The Smiths singles chronology
| "Shakespeare's Sister" (1985) | "That Joke Isn't Funny Anymore" (1985) | "The Headmaster Ritual" (1985) |

= That Joke Isn't Funny Anymore =

"That Joke Isn't Funny Anymore" is a song by the English rock band the Smiths. The full-length version of the song appears on the album Meat Is Murder. It was the sole track from the album to be released, in edited form, as a UK single. The song was written by guitarist Johnny Marr and singer Morrissey.
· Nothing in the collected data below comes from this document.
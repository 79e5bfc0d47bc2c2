use async_trait::async_trait;
use polyjudge_core::Language;
use serde::{Deserialize, Serialize};
use thiserror::Error;

#[derive(Debug, Error)]
pub enum ExecutionError {
    #[error("HTTP error: {0}")]
    Http(#[from] reqwest::Error),

    #[error("Judge0 returned {status}: {body}")]
    Api { status: u16, body: String },

    #[error("Submission {token} still pending after {attempts} polls")]
    Timeout { token: String, attempts: u32 },

    #[error("Failed to start {program}: {source}")]
    Toolchain {
        program: String,
        #[source]
        source: std::io::Error,
    },

    #[error("IO error: {0}")]
    Io(#[from] std::io::Error),
}

pub type Result<T> = std::result::Result<T, ExecutionError>;

/// Judge0 status ids the pipeline cares about
pub mod status {
    pub const IN_QUEUE: u32 = 1;
    pub const PROCESSING: u32 = 2;
    pub const ACCEPTED: u32 = 3;
    pub const TIME_LIMIT_EXCEEDED: u32 = 5;
    pub const COMPILATION_ERROR: u32 = 6;
    pub const RUNTIME_ERROR: u32 = 11;
}

#[derive(Debug, Clone, PartialEq, Eq, Serialize, Deserialize)]
pub struct ExecutionStatus {
    pub id: u32,
    #[serde(default)]
    pub description: String,
}

impl ExecutionStatus {
    pub fn new(id: u32, description: &str) -> Self {
        Self {
            id,
            description: description.to_string(),
        }
    }

    pub fn is_terminal(&self) -> bool {
        !matches!(self.id, status::IN_QUEUE | status::PROCESSING)
    }

    pub fn is_accepted(&self) -> bool {
        self.id == status::ACCEPTED
    }
}

/// Result of one sandboxed run, shaped like a Judge0 submission record
#[derive(Debug, Clone, Default, PartialEq, Serialize, Deserialize)]
pub struct ExecutionOutcome {
    #[serde(default)]
    pub stdout: Option<String>,
    #[serde(default)]
    pub stderr: Option<String>,
    #[serde(default)]
    pub compile_output: Option<String>,
    #[serde(default)]
    pub message: Option<String>,
    #[serde(default)]
    pub status: Option<ExecutionStatus>,
    /// Wall time in seconds, as Judge0 reports it
    #[serde(default)]
    pub time: Option<String>,
    /// Peak memory in kilobytes
    #[serde(default)]
    pub memory: Option<u64>,
}

impl ExecutionOutcome {
    pub fn status_id(&self) -> Option<u32> {
        self.status.as_ref().map(|s| s.id)
    }

    /// A record without a status has not been picked up yet
    pub fn is_terminal(&self) -> bool {
        self.status.as_ref().is_some_and(ExecutionStatus::is_terminal)
    }
}

/// Something that can run one program with one stdin and report back
#[async_trait]
pub trait ExecutionBackend: Send + Sync {
    async fn submit(&self, language: Language, source: &str, stdin: &str) -> Result<ExecutionOutcome>;
}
Marr has cited it as one of his favourite Smiths songs.

==Music and lyrics==

The song's narrative refers to mockery of the lonely or suicidal, whom the narrator identifies with and champions in an exchange with another individual in a parked car. Disparity between literal and figurative meanings in parts of the lyric discourage a precise reading of the song. In 1985, Morrissey disclosed to Melody Maker that the song was a response to journalistic mockery of his songwriting that dwelt "on the unhappy side of life" and to persistent attempts to expose him as a "fake". In 1998, Uncut reported rumours that the song's inspiration was an intimate friendship' with a journalist around 1984–5".
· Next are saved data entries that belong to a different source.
impl LanguageToolchain for CppToolchain {
    fn language(&self) -> Language {
        Language::Cpp
    }

    fn comment_syntax(&self) -> CommentSyntax {
        CommentSyntax::CLike
    }

    fn map_type(&self, ty: CanonicalType, position: Position) -> Option<&'static str> {
        let by_ref = position == Position::Param;
        let mapped = match ty {
            CanonicalType::Int => "int",
            CanonicalType::Long => "long long",
            CanonicalType::Double => "double",
            CanonicalType::Boolean => "bool",
            CanonicalType::Char => "char",
            CanonicalType::String => "string",
            CanonicalType::IntArray if by_ref => "vector<int>&",
            CanonicalType::IntArray => "vector<int>",
            CanonicalType::LongArray if by_ref => "vector<long long>&",
            CanonicalType::LongArray => "vector<long long>",
            CanonicalType::DoubleArray if by_ref => "vector<double>&",
            CanonicalType::DoubleArray => "vector<double>",
            CanonicalType::BooleanArray if by_ref => "vector<bool>&",
            CanonicalType::BooleanArray => "vector<bool>",
            CanonicalType::CharArray if by_ref => "vector<char>&",
            CanonicalType::CharArray => "vector<char>",
            CanonicalType::StringArray if by_ref => "vector<string>&",
            CanonicalType::StringArray => "vector<string>",
            CanonicalType::IntMatrix if by_ref => "vector<vector<int>>&",
            CanonicalType::IntMatrix => "vector<vector<int>>",
            CanonicalType::ListNode => "ListNode*",
            CanonicalType::TreeNode => "TreeNode*",
            CanonicalType::GraphAdjList => "GraphNode*",
            CanonicalType::Any => "auto",
        };
        Some(mapped)
    }

    fn render_literal(&self, value: &ParsedValue, ty: CanonicalType) -> String {
        literal(value, ty)
    }

    fn render_template(
        &self,
        entry_point: &str,
        schema: &NormalizedSchema,
        question: QuestionType,
    ) -> String {
        let mut out = String::new();

        for kind in template_kinds(schema, question) {
            out.push_str(&format!("/**\n * {}\n", kind_title(kind)));
            out.push_str(&comment_lines(definition(kind).trim_end(), " * "));
            out.push_str("\n */\n");
        }
        if question == QuestionType::CustomClass {
            out.push_str("/**\n");
            out.push_str(&comment_lines(&shape_summary(self, schema).join("\n"), " * "));
            out.push_str("\n */\n");
        }

        // `auto` parameters need C++20, so untyped ones become template parameters
        let mut generics = Vec::new();
        let mut params = Vec::with_capacity(schema.params.len());
        for p in &schema.params {
            let ty = match p.ty {
                CanonicalType::Any => {
                    let name = format!("T{}", generics.len() + 1);
                    generics.push(format!("typename {name}"));
                    name
                }
                ty => self.map_type(ty, Position::Param).unwrap_or("auto").to_string(),
            };
            params.push(format!("{ty} {}", p.name));
        }
        let ret = self
            .map_type(schema.return_type, Position::Return)
            .unwrap_or("auto");

        out.push_str("class Solution {\npublic:\n");
        if !generics.is_empty() {
            out.push_str(&format!("    template <{}>\n", generics.join(", ")));
        }
        out.push_str(&format!(
            "    {ret} {entry_point}({}) {{\n",
            params.join(", ")
        ));
        out.push_str("        // Write your code here\n    }\n};\n");
        out
    }

    fn detect_entry_point(&self, source: &str, fallback: &str) -> String {
        let stripped = strip_comments(source, CommentSyntax::CLike);
        pick_entry_point(names_in_order(&[&TYPED_DEFINITION], &stripped), fallback)
    }

    fn declares_type(&self, stripped: &str, type_name: &str) -> bool {
        Regex::new(&format!(
            r"\b(?:struct|class)\s+{}\s*(?::[^;{{]*)?\{{",
            regex::escape(type_name)
        ))
        .map(|re| re.is_match(stripped))
        .unwrap_or(false)
    }

    fn compose_harness(&self, request: &HarnessRequest<'_>) -> String {
        let plans = plan_helpers(self, request);
        let user = strip_braced_blocks(request.user_source, |line| MAIN_DEFINITION.is_match(line));
        let stripped = strip_comments(&user, CommentSyntax::CLike);

        let mut out = String::from(PRELUDE);
        for fragment in fragments_at(&plans, Placement::BeforeUser, definition, functions) {
            out.push('\n');
            out.push_str(fragment);
        }

        out.push('\n');
        out.push_str(user.trim());
        out.push_str("\n\n");

        for fragment in fragments_at(&plans, Placement::AfterUser, definition, functions) {
            out.push_str(fragment);
            out.push('\n');
        }
        out.push_str(SUPPORT);
        for plan in &plans {
            out.push_str(&format_overload(plan.kind));
        }

        out.push_str("\nint main() {\n");
        let names: Vec<String> = (0..request.args.len()).map(|i| format!("arg{i}")).collect();
        for (name, arg) in names.iter().zip(&request.args) {
            let ty = self.map_type(arg.ty, Position::Return).unwrap_or("auto");
            out.push_str(&format!("    {ty} {name} = {};\n", arg.expr));
        }

        let call = format!("{}({})", request.entry_point, names.join(", "));
        match SOLUTION_CLASS.is_match(&stripped) {
            true => {
                out.push_str("    Solution solution;\n");
                out.push_str(&format!("    auto result = solution.{call};\n"));
            }
            false => out.push_str(&format!("    auto result = {call};\n")),
        }

        let normalized = match request.normalizer {
            Some(ResultNormalizer::Structure(kind)) => format!("{}(result)", serializer(kind)),
            // overload resolution on pjFormat does the run-time dispatch
            Some(ResultNormalizer::Dynamic) | None => "result".to_string(),
        };
        out.push_str(&format!("    cout << pjFormat({normalized}) << endl;\n"));
        out.push_str("    return 0;\n}\n");
        out
    }
}

#[cfg(test)]
mod tests {
    use super::*;
    use crate::toolchain::MarshaledArg;
    use polyjudge_core::{parse_line, Param};

    #[test]
    fn test_mapper_reference_params() {
        let tc = CppToolchain;
        assert_eq!(tc.map_type(CanonicalType::IntArray, Position::Param), Some("vector<int>&"));
        assert_eq!(tc.map_type(CanonicalType::IntArray, Position::Return), Some("vector<int>"));
        assert_eq!(tc.map_type(CanonicalType::Long, Position::Param), Some("long long"));
    }

    #[test]
    fn test_marshal_widens_out_of_range_ints() {
        let tc = CppToolchain;
        assert_eq!(
            tc.marshal(&parse_line("5000000000"), CanonicalType::Int),
            MarshaledArg { ty: CanonicalType::Long, expr: "5000000000LL".into() }
        );
        assert_eq!(
            tc.marshal(&parse_line("[1,3000000000]"), CanonicalType::IntArray),
            MarshaledArg { ty: CanonicalType::LongArray, expr: "vector<long long>{1LL, 3000000000LL}".into() }
        );
    }

    #[test]
    fn test_literals() {
        let tc = CppToolchain;
        assert_eq!(tc.render_literal(&parse_line("[2,7,11,15]"), CanonicalType::IntArray), "vector<int>{2, 7, 11, 15}");
        assert_eq!(tc.render_literal(&parse_line("[[1],[]]"), CanonicalType::IntMatrix), "vector<vector<int>>{{1}, {}}");
        assert_eq!(tc.render_literal(&parse_line("5"), CanonicalType::Long), "5LL");
        assert_eq!(tc.render_literal(&parse_line("\"a\\nb\""), CanonicalType::String), "\"a\\nb\"");
        assert_eq!(
            tc.render_literal(&parse_line("[3,9,20,null,null,15,7]"), CanonicalType::TreeNode),
            "buildTree(vector<string>{\"3\", \"9\", \"20\", \"null\", \"null\", \"15\", \"7\"})"
        );
        assert_eq!(tc.render_literal(&parse_line("[]"), CanonicalType::ListNode), "buildLinkedList(vector<int>{})");
        assert_eq!(
            tc.render_literal(&parse_line("Infinity"), CanonicalType::Double),
            "numeric_limits<double>::infinity()"
        );
    }

    #[test]
    fn test_template() {
        let tc = CppToolchain;
        let schema = NormalizedSchema {
            params: vec![
                Param { name: "nums".into(), ty: CanonicalType::IntArray },
                Param { name: "target".into(), ty: CanonicalType::Int },
            ],
            return_type: CanonicalType::IntArray,
        };
        let template = tc.render_template("twoSum", &schema, QuestionType::Array);
        assert!(template.contains("    vector<int> twoSum(vector<int>& nums, int target) {"));
        assert_eq!(tc.detect_entry_point(&template, "twoSum"), "twoSum");
    }

    #[test]
    fn test_template_untyped_params_become_template_parameters() {
        let tc = CppToolchain;
        let schema = NormalizedSchema {
            params: vec![
                Param { name: "data".into(), ty: CanonicalType::Any },
                Param { name: "k".into(), ty: CanonicalType::Int },
                Param { name: "extra".into(), ty: CanonicalType::Any },
            ],
            return_type: CanonicalType::Any,
        };
        let template = tc.render_template("process", &schema, QuestionType::CustomClass);
        assert!(template.contains("    template <typename T1, typename T2>\n    auto process(T1 data, int k, T2 extra) {"));
        assert!(!template.contains("(auto "));
        assert_eq!(tc.detect_entry_point(&template, "process"), "process");
    }

    #[test]
    fn test_declares_type_ignores_forward_declarations() {
        let tc = CppToolchain;
        assert!(tc.declares_type("struct ListNode {\n int val;\n};", "ListNode"));
        assert!(tc.declares_type("struct TreeNode : Base {", "TreeNode"));
        assert!(!tc.declares_type("struct ListNode;", "ListNode"));
    }

    #[test]
    fn test_compose_reverse_list() {
        let tc = CppToolchain;
        let user = "class Solution {\npublic:\n    ListNode* reverseList(ListNode* head) {\n        ListNode* prev = nullptr;\n        while (head) { ListNode* next = head->next; head->next = prev; prev = head; head = next; }\n        return prev;\n    }\n};\n\nint main() {\n    Solution s;\n    return 0;\n}\n";
        let args = vec![MarshaledArg {
            ty: CanonicalType::ListNode,
            expr: "buildLinkedList(vector<int>{1, 2, 3})".into(),
        }];
        let request = HarnessRequest::new(user, "reverseList", args, CanonicalType::ListNode);
        let program = tc.compose_harness(&request);

        assert!(program.starts_with("#include <bits/stdc++.h>\nusing namespace std;\n"));
        let def_at = program.find("struct ListNode {").unwrap_or(usize::MAX);
        let user_at = program.find("class Solution {").unwrap_or(0);
        assert!(def_at < user_at);
        assert_eq!(program.matches("int main()").count(), 1);
        assert!(!program.contains("Solution s;"));
        assert!(program.contains("    ListNode* arg0 = buildLinkedList(vector<int>{1, 2, 3});"));
        assert!(program.contains("    auto result = solution.reverseList(arg0);"));
        assert!(program.contains("    cout << pjFormat(serializeLinkedList(result)) << endl;"));
        assert!(program.contains("string pjFormat(ListNode* value, bool nested = false)"));
        assert!(!program.contains("TreeNode"));
    }

    #[test]
    fn test_compose_free_function() {
        let tc = CppToolchain;
        let user = "int add(int a, int b) {\n    return a + b;\n}";
        let args = vec![
            MarshaledArg { ty: CanonicalType::Int, expr: "1".into() },
            MarshaledArg { ty: CanonicalType::Int, expr: "2".into() },
        ];
        let request = HarnessRequest::new(user, "add", args, CanonicalType::Int);
        let program = tc.compose_harness(&request);
        assert!(program.contains("    auto result = add(arg0, arg1);"));
        assert!(!program.contains("Solution solution;"));
    }
}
The song's waltz-time-related signature and Marr's rhythm guitar, with strident chord changes (as exemplified by the song's opening figure), lend the music a sweeping emotive feel. The song's structure is notable for its uncommon ABCBC form. Musically, the first verse is never repeated. According to Marr, the song's musical composition "just fell through the roof. It was one of those times when the feeling just falls down on you from the ceiling somewhere and it almost plays itself."

==Reception==
For many critics the song is the focal point of Meat Is Murder. The music has been described as "a monolithic ballad of tender yet imposing grace; a score of unreserved, raw beauty that Morrissey dutifully complemented", and the song's coda as containing "one of the most heart-rending vocal passages Morrissey has ever recorded".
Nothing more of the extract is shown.